*** Block opens ***

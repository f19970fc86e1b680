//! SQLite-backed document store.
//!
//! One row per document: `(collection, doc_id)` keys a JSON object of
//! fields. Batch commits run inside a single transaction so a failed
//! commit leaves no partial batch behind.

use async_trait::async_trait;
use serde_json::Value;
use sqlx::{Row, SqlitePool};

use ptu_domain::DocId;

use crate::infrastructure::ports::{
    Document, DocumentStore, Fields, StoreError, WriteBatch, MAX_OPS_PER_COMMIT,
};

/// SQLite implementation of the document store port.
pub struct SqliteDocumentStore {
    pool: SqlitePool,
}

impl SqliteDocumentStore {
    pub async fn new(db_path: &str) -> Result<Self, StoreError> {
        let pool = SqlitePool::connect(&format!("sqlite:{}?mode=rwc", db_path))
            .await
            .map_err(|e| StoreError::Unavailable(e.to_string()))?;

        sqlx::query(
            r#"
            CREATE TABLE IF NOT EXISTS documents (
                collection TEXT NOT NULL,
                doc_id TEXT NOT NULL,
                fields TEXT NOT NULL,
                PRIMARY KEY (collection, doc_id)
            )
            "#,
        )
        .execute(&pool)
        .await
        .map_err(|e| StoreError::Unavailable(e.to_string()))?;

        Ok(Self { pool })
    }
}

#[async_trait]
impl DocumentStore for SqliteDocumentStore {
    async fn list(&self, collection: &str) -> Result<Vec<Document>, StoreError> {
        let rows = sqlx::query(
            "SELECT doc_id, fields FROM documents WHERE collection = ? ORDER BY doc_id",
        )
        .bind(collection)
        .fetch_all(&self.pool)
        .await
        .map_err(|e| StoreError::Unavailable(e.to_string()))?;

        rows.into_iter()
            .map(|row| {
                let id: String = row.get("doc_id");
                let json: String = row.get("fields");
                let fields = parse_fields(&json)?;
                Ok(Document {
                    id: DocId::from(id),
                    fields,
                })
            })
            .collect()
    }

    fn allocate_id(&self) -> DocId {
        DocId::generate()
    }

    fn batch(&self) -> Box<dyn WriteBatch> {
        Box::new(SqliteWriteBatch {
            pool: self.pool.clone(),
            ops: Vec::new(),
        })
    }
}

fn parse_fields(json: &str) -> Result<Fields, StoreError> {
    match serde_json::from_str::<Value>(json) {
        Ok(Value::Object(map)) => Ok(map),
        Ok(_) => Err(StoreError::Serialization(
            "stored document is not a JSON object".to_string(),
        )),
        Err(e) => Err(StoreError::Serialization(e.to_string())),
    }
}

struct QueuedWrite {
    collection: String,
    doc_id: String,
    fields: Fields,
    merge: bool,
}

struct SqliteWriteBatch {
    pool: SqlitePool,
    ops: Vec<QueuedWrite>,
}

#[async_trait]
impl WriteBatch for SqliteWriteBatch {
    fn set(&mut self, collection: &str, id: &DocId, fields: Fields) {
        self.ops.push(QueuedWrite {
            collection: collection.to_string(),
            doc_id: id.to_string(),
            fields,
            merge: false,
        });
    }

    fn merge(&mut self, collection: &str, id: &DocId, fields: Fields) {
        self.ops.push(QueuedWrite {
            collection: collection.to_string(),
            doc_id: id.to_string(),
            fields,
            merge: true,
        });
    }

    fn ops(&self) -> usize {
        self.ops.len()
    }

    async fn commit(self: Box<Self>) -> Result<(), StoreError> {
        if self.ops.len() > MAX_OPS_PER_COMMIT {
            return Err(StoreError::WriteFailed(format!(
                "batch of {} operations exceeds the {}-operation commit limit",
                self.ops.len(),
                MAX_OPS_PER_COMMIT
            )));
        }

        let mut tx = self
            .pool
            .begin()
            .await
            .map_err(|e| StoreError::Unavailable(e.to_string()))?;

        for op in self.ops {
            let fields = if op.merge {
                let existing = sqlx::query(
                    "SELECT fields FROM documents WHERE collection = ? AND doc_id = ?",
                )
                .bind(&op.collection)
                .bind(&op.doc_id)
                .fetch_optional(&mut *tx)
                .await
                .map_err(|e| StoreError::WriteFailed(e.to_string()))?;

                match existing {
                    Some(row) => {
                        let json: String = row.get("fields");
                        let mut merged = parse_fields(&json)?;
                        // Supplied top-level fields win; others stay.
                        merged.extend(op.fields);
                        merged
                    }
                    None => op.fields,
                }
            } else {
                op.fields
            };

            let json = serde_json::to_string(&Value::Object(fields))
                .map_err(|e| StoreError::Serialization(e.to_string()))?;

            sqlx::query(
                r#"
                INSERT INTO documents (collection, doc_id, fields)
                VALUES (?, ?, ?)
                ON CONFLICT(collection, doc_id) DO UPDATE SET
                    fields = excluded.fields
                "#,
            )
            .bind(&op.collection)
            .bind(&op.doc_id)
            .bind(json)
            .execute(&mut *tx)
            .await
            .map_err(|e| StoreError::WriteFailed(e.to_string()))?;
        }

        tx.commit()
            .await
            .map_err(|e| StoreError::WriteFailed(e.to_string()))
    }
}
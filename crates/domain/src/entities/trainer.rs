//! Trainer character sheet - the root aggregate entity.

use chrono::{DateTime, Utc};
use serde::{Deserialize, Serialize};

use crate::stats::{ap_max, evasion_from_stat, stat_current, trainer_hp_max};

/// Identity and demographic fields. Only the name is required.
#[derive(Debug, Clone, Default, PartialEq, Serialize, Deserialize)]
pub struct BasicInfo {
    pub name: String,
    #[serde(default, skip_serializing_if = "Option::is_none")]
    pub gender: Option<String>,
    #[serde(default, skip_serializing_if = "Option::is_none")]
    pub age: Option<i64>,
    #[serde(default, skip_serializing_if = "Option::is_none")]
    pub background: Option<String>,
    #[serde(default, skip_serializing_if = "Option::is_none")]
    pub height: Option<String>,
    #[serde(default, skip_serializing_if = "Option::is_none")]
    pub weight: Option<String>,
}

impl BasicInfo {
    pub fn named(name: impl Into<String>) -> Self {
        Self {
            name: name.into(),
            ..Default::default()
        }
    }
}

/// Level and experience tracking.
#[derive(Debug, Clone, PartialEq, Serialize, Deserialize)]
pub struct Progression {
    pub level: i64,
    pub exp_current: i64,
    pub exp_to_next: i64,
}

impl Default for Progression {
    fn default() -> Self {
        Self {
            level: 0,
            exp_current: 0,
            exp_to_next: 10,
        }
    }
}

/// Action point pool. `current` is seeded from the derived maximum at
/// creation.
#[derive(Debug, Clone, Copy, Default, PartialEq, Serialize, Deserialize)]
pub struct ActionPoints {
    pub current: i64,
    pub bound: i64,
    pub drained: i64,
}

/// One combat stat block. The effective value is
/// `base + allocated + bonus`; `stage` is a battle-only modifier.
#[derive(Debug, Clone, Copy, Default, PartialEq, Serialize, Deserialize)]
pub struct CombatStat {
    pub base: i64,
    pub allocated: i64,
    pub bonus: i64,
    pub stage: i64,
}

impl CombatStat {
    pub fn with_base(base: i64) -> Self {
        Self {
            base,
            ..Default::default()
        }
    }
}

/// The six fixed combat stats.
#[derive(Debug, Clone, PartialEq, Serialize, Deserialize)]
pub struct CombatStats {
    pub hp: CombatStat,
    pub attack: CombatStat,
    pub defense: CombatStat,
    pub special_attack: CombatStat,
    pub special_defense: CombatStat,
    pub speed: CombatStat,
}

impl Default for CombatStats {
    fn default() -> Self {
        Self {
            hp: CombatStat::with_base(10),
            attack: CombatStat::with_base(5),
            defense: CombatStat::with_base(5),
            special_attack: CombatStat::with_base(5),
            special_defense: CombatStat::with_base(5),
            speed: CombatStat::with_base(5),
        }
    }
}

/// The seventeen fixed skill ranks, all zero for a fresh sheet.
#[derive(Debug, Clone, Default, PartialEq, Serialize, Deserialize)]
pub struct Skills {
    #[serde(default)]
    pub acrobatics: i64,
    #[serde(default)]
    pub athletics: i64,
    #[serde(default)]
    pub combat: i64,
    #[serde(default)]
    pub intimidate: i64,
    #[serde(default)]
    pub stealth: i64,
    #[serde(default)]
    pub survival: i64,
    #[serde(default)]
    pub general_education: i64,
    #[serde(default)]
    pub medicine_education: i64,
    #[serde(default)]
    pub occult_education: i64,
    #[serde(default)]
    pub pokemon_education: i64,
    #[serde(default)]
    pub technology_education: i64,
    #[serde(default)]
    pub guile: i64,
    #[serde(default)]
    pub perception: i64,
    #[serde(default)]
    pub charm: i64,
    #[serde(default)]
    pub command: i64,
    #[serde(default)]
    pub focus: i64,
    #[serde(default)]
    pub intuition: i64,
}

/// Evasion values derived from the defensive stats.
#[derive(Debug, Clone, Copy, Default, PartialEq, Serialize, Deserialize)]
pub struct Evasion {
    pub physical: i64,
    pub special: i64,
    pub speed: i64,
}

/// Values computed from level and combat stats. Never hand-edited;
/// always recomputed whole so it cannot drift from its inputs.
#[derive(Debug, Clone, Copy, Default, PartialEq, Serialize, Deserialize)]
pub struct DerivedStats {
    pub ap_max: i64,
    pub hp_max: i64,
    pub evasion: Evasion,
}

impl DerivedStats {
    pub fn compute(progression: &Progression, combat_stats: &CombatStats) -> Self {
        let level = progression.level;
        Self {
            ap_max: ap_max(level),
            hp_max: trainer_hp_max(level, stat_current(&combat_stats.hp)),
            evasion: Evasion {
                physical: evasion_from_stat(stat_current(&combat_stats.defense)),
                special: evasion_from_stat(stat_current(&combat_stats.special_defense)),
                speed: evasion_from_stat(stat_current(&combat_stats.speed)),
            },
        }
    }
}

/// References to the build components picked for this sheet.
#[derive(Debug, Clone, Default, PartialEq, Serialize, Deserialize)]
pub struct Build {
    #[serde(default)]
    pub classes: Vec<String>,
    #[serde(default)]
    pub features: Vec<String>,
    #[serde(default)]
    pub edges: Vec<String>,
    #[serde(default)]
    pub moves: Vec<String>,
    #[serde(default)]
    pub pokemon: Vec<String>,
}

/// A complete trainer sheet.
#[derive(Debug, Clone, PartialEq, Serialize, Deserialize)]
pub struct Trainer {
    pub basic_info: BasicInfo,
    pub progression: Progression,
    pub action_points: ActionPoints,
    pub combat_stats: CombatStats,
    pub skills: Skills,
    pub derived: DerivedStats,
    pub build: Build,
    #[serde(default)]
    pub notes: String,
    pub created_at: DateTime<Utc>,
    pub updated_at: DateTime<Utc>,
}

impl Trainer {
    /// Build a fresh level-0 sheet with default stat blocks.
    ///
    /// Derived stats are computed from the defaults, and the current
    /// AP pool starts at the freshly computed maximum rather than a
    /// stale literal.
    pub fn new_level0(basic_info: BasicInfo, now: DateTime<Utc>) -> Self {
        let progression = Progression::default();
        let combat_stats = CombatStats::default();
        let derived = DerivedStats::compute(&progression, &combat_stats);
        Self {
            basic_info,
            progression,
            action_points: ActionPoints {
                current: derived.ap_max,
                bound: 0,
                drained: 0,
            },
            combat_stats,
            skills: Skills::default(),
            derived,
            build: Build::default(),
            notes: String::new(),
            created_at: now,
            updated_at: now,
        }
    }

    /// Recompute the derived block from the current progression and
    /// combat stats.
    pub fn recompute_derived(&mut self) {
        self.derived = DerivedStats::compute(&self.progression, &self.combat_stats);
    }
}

*** Block closes ***
*** Block opens ***

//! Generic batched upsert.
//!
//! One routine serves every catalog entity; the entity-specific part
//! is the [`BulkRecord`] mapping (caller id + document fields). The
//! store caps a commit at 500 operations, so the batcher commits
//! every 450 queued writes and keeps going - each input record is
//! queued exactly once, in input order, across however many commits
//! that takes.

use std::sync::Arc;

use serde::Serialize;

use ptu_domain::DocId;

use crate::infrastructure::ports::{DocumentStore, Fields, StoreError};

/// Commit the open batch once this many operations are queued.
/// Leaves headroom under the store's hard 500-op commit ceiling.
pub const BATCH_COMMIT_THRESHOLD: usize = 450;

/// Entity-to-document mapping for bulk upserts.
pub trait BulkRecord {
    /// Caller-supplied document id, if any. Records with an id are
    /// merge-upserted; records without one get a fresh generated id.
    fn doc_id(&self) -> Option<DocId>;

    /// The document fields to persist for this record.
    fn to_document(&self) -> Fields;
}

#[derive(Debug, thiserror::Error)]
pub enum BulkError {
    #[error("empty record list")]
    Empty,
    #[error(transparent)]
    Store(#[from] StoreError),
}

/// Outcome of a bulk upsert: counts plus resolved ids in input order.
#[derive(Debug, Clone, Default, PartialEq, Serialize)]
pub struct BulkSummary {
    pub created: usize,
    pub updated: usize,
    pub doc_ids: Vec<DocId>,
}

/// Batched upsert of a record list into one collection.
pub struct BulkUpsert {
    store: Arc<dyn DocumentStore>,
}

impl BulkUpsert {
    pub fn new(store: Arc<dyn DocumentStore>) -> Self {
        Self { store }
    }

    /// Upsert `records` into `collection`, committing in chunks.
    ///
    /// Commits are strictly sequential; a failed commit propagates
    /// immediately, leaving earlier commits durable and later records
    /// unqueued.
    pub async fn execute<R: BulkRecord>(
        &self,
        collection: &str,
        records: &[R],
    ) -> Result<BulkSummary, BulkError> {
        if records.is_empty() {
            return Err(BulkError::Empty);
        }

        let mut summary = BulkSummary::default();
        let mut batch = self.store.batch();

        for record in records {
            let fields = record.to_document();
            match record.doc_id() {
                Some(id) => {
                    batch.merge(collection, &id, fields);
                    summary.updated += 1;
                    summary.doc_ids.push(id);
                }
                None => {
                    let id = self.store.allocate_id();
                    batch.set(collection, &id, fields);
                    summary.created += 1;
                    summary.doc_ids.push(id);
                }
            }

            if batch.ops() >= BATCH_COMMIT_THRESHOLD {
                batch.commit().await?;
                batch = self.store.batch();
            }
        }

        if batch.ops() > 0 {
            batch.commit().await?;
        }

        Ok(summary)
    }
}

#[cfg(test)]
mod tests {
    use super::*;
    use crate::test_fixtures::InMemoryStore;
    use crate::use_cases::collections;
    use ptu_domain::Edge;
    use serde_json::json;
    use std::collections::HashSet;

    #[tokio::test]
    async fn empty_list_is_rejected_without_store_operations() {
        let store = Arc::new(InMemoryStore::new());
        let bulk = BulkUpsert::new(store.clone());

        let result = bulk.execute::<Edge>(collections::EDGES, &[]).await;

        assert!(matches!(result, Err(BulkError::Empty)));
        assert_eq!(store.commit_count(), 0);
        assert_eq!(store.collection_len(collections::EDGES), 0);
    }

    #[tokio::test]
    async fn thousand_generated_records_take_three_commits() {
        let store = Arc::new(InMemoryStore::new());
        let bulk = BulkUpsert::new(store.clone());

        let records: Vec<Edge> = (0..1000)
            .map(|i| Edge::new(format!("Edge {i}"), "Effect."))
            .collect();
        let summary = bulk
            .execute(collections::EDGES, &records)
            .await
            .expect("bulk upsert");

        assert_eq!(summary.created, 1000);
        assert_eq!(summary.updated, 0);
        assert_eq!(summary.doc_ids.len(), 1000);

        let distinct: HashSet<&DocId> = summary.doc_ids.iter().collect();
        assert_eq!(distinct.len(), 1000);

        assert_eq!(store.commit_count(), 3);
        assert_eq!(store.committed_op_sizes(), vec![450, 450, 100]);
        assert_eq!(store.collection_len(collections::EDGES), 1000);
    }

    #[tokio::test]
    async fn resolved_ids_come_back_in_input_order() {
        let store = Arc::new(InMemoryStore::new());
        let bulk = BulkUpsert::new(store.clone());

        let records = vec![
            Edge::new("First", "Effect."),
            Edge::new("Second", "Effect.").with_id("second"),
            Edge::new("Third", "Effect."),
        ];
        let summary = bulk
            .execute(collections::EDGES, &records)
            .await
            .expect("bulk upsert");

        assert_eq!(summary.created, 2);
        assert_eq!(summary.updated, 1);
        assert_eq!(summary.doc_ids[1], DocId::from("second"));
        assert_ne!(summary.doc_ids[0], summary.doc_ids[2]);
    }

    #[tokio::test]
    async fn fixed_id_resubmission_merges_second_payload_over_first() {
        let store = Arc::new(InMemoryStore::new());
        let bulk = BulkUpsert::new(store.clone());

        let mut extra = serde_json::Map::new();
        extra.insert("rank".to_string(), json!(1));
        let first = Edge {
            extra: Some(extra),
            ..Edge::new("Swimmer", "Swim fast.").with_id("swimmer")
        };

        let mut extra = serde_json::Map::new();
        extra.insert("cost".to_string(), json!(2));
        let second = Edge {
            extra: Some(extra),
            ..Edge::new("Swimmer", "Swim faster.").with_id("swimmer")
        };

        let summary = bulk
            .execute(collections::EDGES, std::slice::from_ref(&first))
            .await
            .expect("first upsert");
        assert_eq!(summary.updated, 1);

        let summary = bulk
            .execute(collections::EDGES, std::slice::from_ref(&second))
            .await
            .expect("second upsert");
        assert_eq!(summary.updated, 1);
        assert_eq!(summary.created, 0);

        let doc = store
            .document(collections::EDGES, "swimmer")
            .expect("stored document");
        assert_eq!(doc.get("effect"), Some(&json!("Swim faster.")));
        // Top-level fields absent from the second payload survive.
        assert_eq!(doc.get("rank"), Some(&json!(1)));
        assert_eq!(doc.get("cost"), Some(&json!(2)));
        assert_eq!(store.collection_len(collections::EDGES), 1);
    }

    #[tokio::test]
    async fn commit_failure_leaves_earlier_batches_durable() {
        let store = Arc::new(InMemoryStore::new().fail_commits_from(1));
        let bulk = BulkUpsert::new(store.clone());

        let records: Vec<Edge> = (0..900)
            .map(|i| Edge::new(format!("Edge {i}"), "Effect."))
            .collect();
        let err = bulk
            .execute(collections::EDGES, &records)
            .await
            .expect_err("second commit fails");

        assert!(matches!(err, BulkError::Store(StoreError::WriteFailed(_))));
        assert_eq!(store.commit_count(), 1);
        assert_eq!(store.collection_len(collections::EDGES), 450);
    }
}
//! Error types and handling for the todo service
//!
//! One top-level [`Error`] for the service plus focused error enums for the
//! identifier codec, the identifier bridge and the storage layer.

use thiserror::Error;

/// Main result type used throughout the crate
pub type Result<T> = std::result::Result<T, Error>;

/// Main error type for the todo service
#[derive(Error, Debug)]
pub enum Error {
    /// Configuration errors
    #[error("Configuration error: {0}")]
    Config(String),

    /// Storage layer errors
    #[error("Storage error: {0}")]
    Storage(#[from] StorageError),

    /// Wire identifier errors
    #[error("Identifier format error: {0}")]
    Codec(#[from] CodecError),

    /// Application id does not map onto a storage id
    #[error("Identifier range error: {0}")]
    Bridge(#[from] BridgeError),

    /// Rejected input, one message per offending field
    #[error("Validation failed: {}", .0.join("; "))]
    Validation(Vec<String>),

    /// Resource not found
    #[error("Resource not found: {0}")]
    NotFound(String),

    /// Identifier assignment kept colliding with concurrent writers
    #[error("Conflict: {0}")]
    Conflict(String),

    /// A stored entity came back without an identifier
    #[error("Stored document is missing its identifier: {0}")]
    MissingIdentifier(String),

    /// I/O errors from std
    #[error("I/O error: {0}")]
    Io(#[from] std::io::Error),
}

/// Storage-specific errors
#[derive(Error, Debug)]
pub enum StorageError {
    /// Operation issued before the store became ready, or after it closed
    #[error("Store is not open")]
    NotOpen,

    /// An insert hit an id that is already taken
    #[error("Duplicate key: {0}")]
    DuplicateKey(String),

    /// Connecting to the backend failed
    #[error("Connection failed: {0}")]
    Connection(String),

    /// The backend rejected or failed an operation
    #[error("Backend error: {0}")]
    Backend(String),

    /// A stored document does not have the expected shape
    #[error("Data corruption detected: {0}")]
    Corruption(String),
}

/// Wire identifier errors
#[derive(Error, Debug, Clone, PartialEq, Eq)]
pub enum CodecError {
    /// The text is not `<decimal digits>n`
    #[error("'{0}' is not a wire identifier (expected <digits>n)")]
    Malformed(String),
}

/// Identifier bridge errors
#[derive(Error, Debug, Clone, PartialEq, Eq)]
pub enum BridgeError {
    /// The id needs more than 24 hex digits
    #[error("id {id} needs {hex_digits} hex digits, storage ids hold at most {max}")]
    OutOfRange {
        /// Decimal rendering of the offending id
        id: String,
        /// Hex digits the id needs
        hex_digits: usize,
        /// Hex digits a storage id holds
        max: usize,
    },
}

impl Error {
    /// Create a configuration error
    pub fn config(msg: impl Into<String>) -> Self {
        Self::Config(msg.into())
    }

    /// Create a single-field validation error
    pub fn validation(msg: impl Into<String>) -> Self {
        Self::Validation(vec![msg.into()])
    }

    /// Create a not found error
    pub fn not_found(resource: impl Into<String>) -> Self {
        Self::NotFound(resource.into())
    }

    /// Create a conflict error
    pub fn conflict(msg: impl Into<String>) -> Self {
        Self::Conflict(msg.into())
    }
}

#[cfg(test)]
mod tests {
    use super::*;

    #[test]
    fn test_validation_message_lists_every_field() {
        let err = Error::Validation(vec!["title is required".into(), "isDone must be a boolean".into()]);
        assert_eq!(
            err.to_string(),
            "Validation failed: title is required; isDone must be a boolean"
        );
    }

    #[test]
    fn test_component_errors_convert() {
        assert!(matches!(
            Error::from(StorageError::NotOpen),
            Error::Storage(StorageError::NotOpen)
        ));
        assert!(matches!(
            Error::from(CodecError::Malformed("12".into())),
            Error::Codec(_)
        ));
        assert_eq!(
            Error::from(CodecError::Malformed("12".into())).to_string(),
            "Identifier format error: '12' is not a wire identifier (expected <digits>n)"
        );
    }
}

*** Block closes ***

Would you retype exactly the lines above, from the line with "into one collection." to the line with "let mut summary", with both end lines kept and nothing more?

/// Batched upsert of a record list into one collection.
pub struct BulkUpsert {
    store: Arc<dyn DocumentStore>,
}

impl BulkUpsert {
    pub fn new(store: Arc<dyn DocumentStore>) -> Self {
        Self { store }
    }

    /// Upsert `records` into `collection`, committing in chunks.
    ///
    /// Commits are strictly sequential; a failed commit propagates
    /// immediately, leaving earlier commits durable and later records
    /// unqueued.
    pub async fn execute<R: BulkRecord>(
        &self,
        collection: &str,
        records: &[R],
    ) -> Result<BulkSummary, BulkError> {
        if records.is_empty() {
            return Err(BulkError::Empty);
        }

        let mut summary = BulkSummary::default();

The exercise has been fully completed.